▶ _GIVEN INFORMATION_
····················

//! Content for each pane, built fresh from the `App` snapshot every frame.
//!
//! These functions only produce lines. Clipping to the pane happens in
//! `cells`, borders in `frame`. The two lists scroll so the cursor row is
//! always on screen; the scroll position is derived from the cursor, so
//! there is no scroll state to keep in sync.

use crate::core::feed::FeedEntry;
use crate::core::state::App;
use crate::tui::cells::scroll_offset;
use crate::tui::theme::{Role, Theme};
use ratatui::text::{Line, Span};

pub const NAV_HEADING: &str = "NAVIGATION";
pub const FEED_HEADING: &str = "POSTS";
pub const PREVIEW_HEADING: &str = "PREVIEW";

/// Shown in the preview pane when there is no entry to preview.
pub const NO_SELECTION: [&str; 3] = ["PREVIEW", "", "Select a post to view"];

pub const HELP_TEXT: &str = "Tab: switch panes | ↑↓/j/k: navigate | q: quit";

const PLACEHOLDER_BODY: [&str; 5] = [
    "Lorem ipsum dolor sit amet,",
    "consectetur adipiscing elit.",
    "",
    "Sed do eiusmod tempor incididunt",
    "ut labore et dolore magna aliqua.",
];

/// Rows each feed entry takes: title, byline, metrics, spacer.
const FEED_ROWS_PER_ENTRY: usize = 4;

/// Heading plus the blank line under it.
const HEADER_ROWS: usize = 2;

fn heading(text: &str, theme: &Theme) -> Line<'static> {
    Line::from(vec![
        Span::raw("  "),
        Span::styled(text.to_string(), theme.style(Role::Heading, false)),
    ])
}

fn cursor_marker(selected: bool, theme: &Theme) -> Span<'static> {
    if selected {
        Span::styled("> ", theme.style(Role::Cursor, false))
    } else {
        Span::raw("  ")
    }
}

fn byline(entry: &FeedEntry, theme: &Theme) -> Vec<Span<'static>> {
    vec![
        Span::styled(entry.category.clone(), theme.style(Role::Category, false)),
        Span::raw(entry.by_author()),
    ]
}

/// Heading, then the slice of `body` that keeps the focus rows visible
/// within `inner_height` rows.
fn scrolled(
    header: Line<'static>,
    body: Vec<Line<'static>>,
    focus_start: usize,
    focus_len: usize,
    inner_height: usize,
) -> Vec<Line<'static>> {
    let window = inner_height.saturating_sub(HEADER_ROWS);
    let offset = scroll_offset(body.len(), focus_start, focus_len, window);

    let mut lines = Vec::with_capacity(HEADER_ROWS + window);
    lines.push(header);
    lines.push(Line::default());
    lines.extend(body.into_iter().skip(offset));
    lines
}

pub fn nav_lines(app: &App, theme: &Theme, inner_height: usize) -> Vec<Line<'static>> {
    let body = app
        .nav_items
        .iter()
        .enumerate()
        .map(|(i, item)| {
            Line::from(vec![
                cursor_marker(i == app.nav_cursor, theme),
                Span::raw(item.label.clone()),
            ])
        })
        .collect();

    scrolled(heading(NAV_HEADING, theme), body, app.nav_cursor, 1, inner_height)
}

pub fn feed_lines(app: &App, theme: &Theme, inner_height: usize) -> Vec<Line<'static>> {
    let mut body = Vec::with_capacity(app.feed_entries.len() * FEED_ROWS_PER_ENTRY);
    for (i, entry) in app.feed_entries.iter().enumerate() {
        body.push(Line::from(vec![
            cursor_marker(i == app.feed_cursor, theme),
            Span::styled(entry.title.clone(), theme.style(Role::Title, false)),
        ]));

        let mut by = vec![Span::raw("   ")];
        by.extend(byline(entry, theme));
        body.push(Line::from(by));

        body.push(Line::from(vec![
            Span::raw("   "),
            Span::styled(entry.metrics(), theme.style(Role::Meta, false)),
        ]));
        body.push(Line::default());
    }

    // The spacer row doesn't need to be visible
    scrolled(
        heading(FEED_HEADING, theme),
        body,
        app.feed_cursor * FEED_ROWS_PER_ENTRY,
        FEED_ROWS_PER_ENTRY - 1,
        inner_height,
    )
}

/// Read-only projection of the selected feed entry.
pub fn preview_lines(app: &App, theme: &Theme) -> Vec<Line<'static>> {
    let Some(entry) = app.selected_entry() else {
        return NO_SELECTION.iter().map(|&s| Line::from(s)).collect();
    };

    let mut lines = vec![
        heading(PREVIEW_HEADING, theme),
        Line::default(),
        Line::from(Span::styled(
            entry.title.clone(),
            theme.style(Role::Title, false),
        )),
        Line::default(),
        Line::from(byline(entry, theme)),
        Line::from(Span::styled(entry.metrics(), theme.style(Role::Meta, false))),
        Line::default(),
        Line::from("-".repeat(20)),
        Line::default(),
    ];
    lines.extend(PLACEHOLDER_BODY.iter().map(|&s| Line::from(s)));
    lines
}

pub fn control_lines(theme: &Theme) -> Vec<Line<'static>> {
    vec![Line::from(Span::styled(
        HELP_TEXT,
        theme.style(Role::Meta, false),
    ))]
}
//! Paneboard library exports for testing

pub mod core;
pub mod tui;

#[cfg(test)]
pub mod test_support;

····················

▶ _WHAT IS NEEDED_
Return a word-for-word copy of the lines above from the one holding "body.push(Line::from(by));" through the one holding "pub fn preview_lines(app: &App, theme: &Theme)", with both of them included and nothing besides.

▶ _RESPONSE TO THIS TASK_
        body.push(Line::from(by));

        body.push(Line::from(vec![
            Span::raw("   "),
            Span::styled(entry.metrics(), theme.style(Role::Meta, false)),
        ]));
        body.push(Line::default());
    }

    // The spacer row doesn't need to be visible
    scrolled(
        heading(FEED_HEADING, theme),
        body,
        app.feed_cursor * FEED_ROWS_PER_ENTRY,
        FEED_ROWS_PER_ENTRY - 1,
        inner_height,
    )
}

/// Read-only projection of the selected feed entry.
pub fn preview_lines(app: &App, theme: &Theme) -> Vec<Line<'static>> {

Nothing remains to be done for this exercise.